I will play you, Sherlock Holmes. I will play you, and you will cry out for me, you will sing for me, and together we will make the sweetest, most decadent music together, the notes and scales and arpeggios of your dark, disturbed heart, until I have wrung out all the pieces and measures and your heart is no more, no more, no more, and there is nothing left but you and me in the silence. And I am all that you will know. And I am all you will ever need.
Surrender to me, Sherlock Holmes. And I will play you.

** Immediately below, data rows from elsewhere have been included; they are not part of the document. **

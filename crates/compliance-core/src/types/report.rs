use chrono::{DateTime, Utc};
use serde::{Deserialize, Serialize};
use uuid::Uuid;

/// Per-rule evaluation outcome
#[derive(Debug, Clone, Copy, PartialEq, Eq, Hash, Serialize, Deserialize)]
#[serde(rename_all = "snake_case")]
pub enum RuleResult {
    /// Rule satisfied
    Pass,
    /// Rule violated
    Fail,
    /// Evaluation error
    Error,
    /// Rule does not apply to this host
    NotApplicable,
    /// Rule was not evaluated
    NotChecked,
}

impl RuleResult {
    /// Map an XCCDF `<result>` value to a rule result.
    ///
    /// Returns `None` for `notselected`, which is not a finding at all.
    #[must_use]
    pub fn from_xccdf(value: &str) -> Option<Self> {
        match value.trim() {
            "pass" | "fixed" => Some(Self::Pass),
            "fail" => Some(Self::Fail),
            "notapplicable" => Some(Self::NotApplicable),
            "notchecked" | "informational" => Some(Self::NotChecked),
            "notselected" => None,
            // "error", "unknown" and anything unexpected
            _ => Some(Self::Error),
        }
    }
}

impl std::fmt::Display for RuleResult {
    fn fmt(&self, f: &mut std::fmt::Formatter<'_>) -> std::fmt::Result {
        let s = match self {
            Self::Pass => "pass",
            Self::Fail => "fail",
            Self::Error => "error",
            Self::NotApplicable => "not_applicable",
            Self::NotChecked => "not_checked",
        };
        write!(f, "{s}")
    }
}

/// Rule severity as declared by the content bundle
#[derive(Debug, Clone, Copy, Default, PartialEq, Eq, PartialOrd, Ord, Hash, Serialize, Deserialize)]
#[serde(rename_all = "snake_case")]
pub enum Severity {
    /// Not declared
    #[default]
    Unknown,
    /// Informational
    Info,
    /// Low
    Low,
    /// Medium
    Medium,
    /// High
    High,
}

impl Severity {
    /// Parse an XCCDF `severity` attribute
    #[must_use]
    pub fn from_xccdf(value: &str) -> Self {
        match value.trim().to_ascii_lowercase().as_str() {
            "info" | "informational" => Self::Info,
            "low" => Self::Low,
            "medium" => Self::Medium,
            "high" => Self::High,
            _ => Self::Unknown,
        }
    }
}

/// A single rule outcome from a scan
#[derive(Debug, Clone, PartialEq, Eq, Serialize, Deserialize)]
pub struct Finding {
    /// XCCDF rule identifier
    pub rule_id: String,

    /// Evaluation outcome
    pub result: RuleResult,

    /// Declared severity
    #[serde(default)]
    pub severity: Severity,
}

impl Finding {
    /// Create a finding
    #[must_use]
    pub fn new(rule_id: impl Into<String>, result: RuleResult, severity: Severity) -> Self {
        Self {
            rule_id: rule_id.into(),
            result,
            severity,
        }
    }
}

/// Counts per result category
#[derive(Debug, Clone, Default, PartialEq, Serialize, Deserialize)]
pub struct Summary {
    /// Total findings
    pub total: u32,
    /// Passed rules
    pub pass: u32,
    /// Failed rules
    pub fail: u32,
    /// Rules that errored during evaluation
    pub error: u32,
    /// Rules that do not apply
    pub not_applicable: u32,
    /// Rules that were not checked
    pub not_checked: u32,
    /// `pass / (pass + fail)`, absent when nothing passed or failed
    pub compliance_score: Option<f64>,
}

impl Summary {
    /// Tally a sequence of findings
    #[must_use]
    pub fn from_findings(findings: &[Finding]) -> Self {
        let mut summary = Self::default();
        for finding in findings {
            summary.total += 1;
            match finding.result {
                RuleResult::Pass => summary.pass += 1,
                RuleResult::Fail => summary.fail += 1,
                RuleResult::Error => summary.error += 1,
                RuleResult::NotApplicable => summary.not_applicable += 1,
                RuleResult::NotChecked => summary.not_checked += 1,
            }
        }
        summary.compliance_score = compliance_score(summary.pass, summary.fail);
        summary
    }
}

/// Compliance score: pass count over (pass + fail) count.
#[must_use]
pub fn compliance_score(pass: u32, fail: u32) -> Option<f64> {
    let denominator = pass + fail;
    if denominator == 0 {
        None
    } else {
        Some(f64::from(pass) / f64::from(denominator))
    }
}

/// Facts about the scanned host
#[derive(Debug, Clone, Default, PartialEq, Eq, Serialize, Deserialize)]
pub struct SystemInfo {
    /// Hostname
    pub hostname: String,
    /// Operating system family (e.g. "linux")
    pub os: String,
    /// CPU architecture
    pub architecture: String,
    /// Kernel release, when readable
    #[serde(default, skip_serializing_if = "Option::is_none")]
    pub kernel: Option<String>,
    /// Logical CPU count
    #[serde(default)]
    pub cpu_count: usize,
}

/// Normalized result of one compliance scan
#[derive(Debug, Clone, PartialEq, Serialize, Deserialize)]
pub struct ScanReport {
    /// Unique identifier for this scan
    pub scan_id: Uuid,

    /// Profile that was evaluated
    pub profile: String,

    /// Stable identifier for the scanned host
    pub host_identifier: String,

    /// When the scanner was started
    pub started_at: DateTime<Utc>,

    /// When the scanner finished
    pub finished_at: DateTime<Utc>,

    /// Findings in the order the scanner reported them
    #[serde(default)]
    pub findings: Vec<Finding>,

    /// Aggregate counts
    pub summary: Summary,

    /// Where the unparsed tool output was kept
    #[serde(default, skip_serializing_if = "Option::is_none")]
    pub raw_artifact_ref: Option<String>,

    /// Content bundle the profile was taken from
    #[serde(default, skip_serializing_if = "Option::is_none")]
    pub content_ref: Option<String>,

    /// Host facts collected alongside the scan
    #[serde(default)]
    pub system_info: SystemInfo,

    /// Set on synthetic reports produced when the scanner could not run
    #[serde(default, skip_serializing_if = "Option::is_none")]
    pub degraded: Option<String>,
}

impl ScanReport {
    /// Build a report from parsed findings, computing the summary.
    #[must_use]
    pub fn new(
        profile: impl Into<String>,
        host_identifier: impl Into<String>,
        started_at: DateTime<Utc>,
        finished_at: DateTime<Utc>,
        findings: Vec<Finding>,
    ) -> Self {
        let summary = Summary::from_findings(&findings);
        Self {
            scan_id: Uuid::new_v4(),
            profile: profile.into(),
            host_identifier: host_identifier.into(),
            started_at,
            finished_at,
            findings,
            summary,
            raw_artifact_ref: None,
            content_ref: None,
            system_info: SystemInfo::default(),
            degraded: None,
        }
    }

    /// Synthetic report for a host where the scanner or its content is missing.
    ///
    /// Carries no findings and no score so it can never read as a passing scan.
    #[must_use]
    pub fn degraded(
        profile: impl Into<String>,
        host_identifier: impl Into<String>,
        at: DateTime<Utc>,
        reason: impl Into<String>,
    ) -> Self {
        let mut report = Self::new(profile, host_identifier, at, at, Vec::new());
        report.degraded = Some(reason.into());
        report
    }

    /// Use a specific scan id
    #[must_use]
    pub fn with_scan_id(mut self, scan_id: Uuid) -> Self {
        self.scan_id = scan_id;
        self
    }

    /// Record where the raw artifact was written
    #[must_use]
    pub fn with_raw_artifact(mut self, reference: impl Into<String>) -> Self {
        self.raw_artifact_ref = Some(reference.into());
        self
    }

    /// Record the content bundle used
    #[must_use]
    pub fn with_content(mut self, reference: impl Into<String>) -> Self {
        self.content_ref = Some(reference.into());
        self
    }

    /// Attach host facts
    #[must_use]
    pub fn with_system_info(mut self, info: SystemInfo) -> Self {
        self.system_info = info;
        self
    }

    /// Returns true for synthetic "scanner unavailable" reports
    #[must_use]
    pub const fn is_degraded(&self) -> bool {
        self.degraded.is_some()
    }
}

/// JSON body delivered to the collector's ingestion endpoint
#[derive(Debug, Clone, PartialEq, Serialize, Deserialize)]
pub struct CollectorPayload {
    /// Version of the agent that produced the report
    pub agent_version: String,

    /// The report itself, flattened into the top-level object
    #[serde(flatten)]
    pub report: ScanReport,
}

impl CollectorPayload {
    /// Wrap a report for delivery
    #[must_use]
    pub fn new(agent_version: impl Into<String>, report: ScanReport) -> Self {
        Self {
            agent_version: agent_version.into(),
            report,
        }
    }
}

#[cfg(test)]
mod tests {
    use super::*;

    fn findings(pass: usize, fail: usize) -> Vec<Finding> {
        let mut out = Vec::new();
        for i in 0..pass {
            out.push(Finding::new(format!("rule_pass_{i}"), RuleResult::Pass, Severity::Medium));
        }
        for i in 0..fail {
            out.push(Finding::new(format!("rule_fail_{i}"), RuleResult::Fail, Severity::High));
        }
        out
    }

    #[test]
    fn score_eight_pass_two_fail() {
        let now = Utc::now();
        let report = ScanReport::new("cis", "host-1", now, now, findings(8, 2));
        assert_eq!(report.summary.pass, 8);
        assert_eq!(report.summary.fail, 2);
        assert_eq!(report.summary.total, 10);
        let score = report.summary.compliance_score.unwrap();
        assert!((score - 0.8).abs() < f64::EPSILON);
    }

    #[test]
    fn score_ignores_other_categories() {
        let mut list = findings(3, 1);
        list.push(Finding::new("na", RuleResult::NotApplicable, Severity::Low));
        list.push(Finding::new("err", RuleResult::Error, Severity::Low));
        let summary = Summary::from_findings(&list);
        assert_eq!(summary.compliance_score, Some(0.75));
        assert_eq!(summary.not_applicable, 1);
        assert_eq!(summary.error, 1);
    }

    #[test]
    fn score_undefined_without_pass_or_fail() {
        let list = vec![Finding::new("na", RuleResult::NotApplicable, Severity::Low)];
        assert_eq!(Summary::from_findings(&list).compliance_score, None);
        assert_eq!(compliance_score(0, 0), None);
    }

    #[test]
    fn xccdf_result_mapping() {
        assert_eq!(RuleResult::from_xccdf("pass"), Some(RuleResult::Pass));
        assert_eq!(RuleResult::from_xccdf("fixed"), Some(RuleResult::Pass));
        assert_eq!(RuleResult::from_xccdf("fail"), Some(RuleResult::Fail));
        assert_eq!(RuleResult::from_xccdf("unknown"), Some(RuleResult::Error));
        assert_eq!(
            RuleResult::from_xccdf("notapplicable"),
            Some(RuleResult::NotApplicable)
        );
        assert_eq!(
            RuleResult::from_xccdf("informational"),
            Some(RuleResult::NotChecked)
        );
        assert_eq!(RuleResult::from_xccdf("notselected"), None);
        assert_eq!(Severity::from_xccdf("HIGH"), Severity::High);
        assert_eq!(Severity::from_xccdf(""), Severity::Unknown);
    }

    #[test]
    fn degraded_report_is_flagged_and_unscored() {
        let report = ScanReport::degraded("cis", "host-1", Utc::now(), "oscap not installed");
        assert!(report.is_degraded());
        assert!(report.findings.is_empty());
        assert_eq!(report.summary.compliance_score, None);

        let json = serde_json::to_value(&report).unwrap();
        assert_eq!(json["degraded"], "oscap not installed");
        assert!(json["summary"]["compliance_score"].is_null());
    }

    #[test]
    fn payload_round_trip_preserves_report() {
        let now = Utc::now();
        let mut list = findings(2, 1);
        list.insert(1, Finding::new("middle", RuleResult::NotChecked, Severity::Info));
        let report = ScanReport::new("stig", "host-9", now, now, list)
            .with_raw_artifact("/results/results_1.xml");
        let payload = CollectorPayload::new("1.0.0", report.clone());

        let json = serde_json::to_string(&payload).unwrap();
        let back: CollectorPayload = serde_json::from_str(&json).unwrap();

        assert_eq!(back.agent_version, "1.0.0");
        assert_eq!(back.report.profile, "stig");
        assert_eq!(back.report.findings, report.findings);
        assert_eq!(back.report.summary, report.summary);
    }

    #[test]
    fn payload_is_flat() {
        let now = Utc::now();
        let payload = CollectorPayload::new(
            "1.0.0",
            ScanReport::new("cis", "host-1", now, now, findings(1, 0)),
        );
        let json = serde_json::to_value(&payload).unwrap();
        assert_eq!(json["host_identifier"], "host-1");
        assert_eq!(json["profile"], "cis");
        assert_eq!(json["findings"][0]["result"], "pass");
        assert!(json.get("report").is_none());
    }
}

There is a part of me that is fighting, struggling, clawing to get out, a part of me that’s flashing all the warning signs that this is all wrong, wrong, wrong.
I want to scream. I feel so open, exposed, violated… and he hasn’t even touched me yet.
A part of me is repulsed. Disgusted. Ashamed.
Afraid.
And yet…
A part of me… wants to know the answer. It is the unknown that seduces me the most after all.
And I don’t know what I will sound like… if he will play me.
Will the sounds that will burst out of my throat as he will slowly stroke me and tenderly saw through my skin be dissonant chords that pierce through the unified music of the orchestra of this mad, mundane world…
Or will the sounds, in fact, form an operatic masterpiece this ignorant world has yet to hear? Will there be, in fact, a standing ovation at the end, the applause and the spotlight we both crave so desperately?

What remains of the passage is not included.